Germans actually began using hedgehogs to predict the weather and when early German settlers came to the United States, they switched to groundhogs, which are plentiful in Pennsylvania.

The History Channel states that, “in 1887, a newspaper editor belonging to a group of groundhog hunters from Punxsutawney called the Punxsutawney Groundhog Club declared that Phil, the Punxsutawney groundhog, was America’s only true weather-forecasting groundhog.”

According to Office Holidays, the date for Groundhog Day was chosen because early February is midway between the winter solstice on Dec. 21 and the spring equinox on March 20. Groundhog Day really isn’t an official holiday, but more a tradition that has just continued over the years said Office Holidays.

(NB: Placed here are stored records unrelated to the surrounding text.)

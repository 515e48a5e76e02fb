use tracing::{debug, error};

use crate::{
    model::{ObjectRef, RawDocument},
    retry::RetryPolicy,
};

use super::{ObjectError, storage::objstore};

/// Download one object, retrying transient failures.
pub async fn fetch<S: objstore::Client>(
    store: &S,
    object: &ObjectRef,
    retry: &RetryPolicy,
) -> Result<RawDocument, ObjectError> {
    let bytes = retry
        .run("fetch", || store.get(&object.path))
        .await
        .map_err(|(error, attempts)| {
            error!(%error, path = object.path, attempts, "failed to fetch object");
            ObjectError::FetchFailed {
                path: object.path.clone(),
                cause: format!("{error} (after {attempts} attempts)"),
            }
        })?;
    debug!(path = object.path, size = bytes.len(), "fetched object");
    Ok(RawDocument {
        object: object.clone(),
        bytes,
    })
}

While most Americans don’t invest much stock in Punxsutawney Phil these days, most agree the day is still a fun tradition. The fact of the matter is, that whether Phil sees his shadow or not, spring doesn’t come until March 20, and that means – shadow or not – there’s still six more weeks of winter.

According to the Missouri Department of Conservation, the groundhog is native to Missouri and is one of Missouri’s most widely distributed animals. The groundhogs’ burrows and nest can often conflict with property owners in the state.

Because the groundhog is so popular in Missouri, most zoos and animal sanctuaries in the state do not have a groundhog in captivity and most of them jokingly said, “we have several of them on the property.”

The Tree House Wildlife Center in Dow, Illinois, serves as home to Murray the groundhog. According to officials at the center, Murray often participates in Groundhog Day celebrations at the Alton Visitor's Center.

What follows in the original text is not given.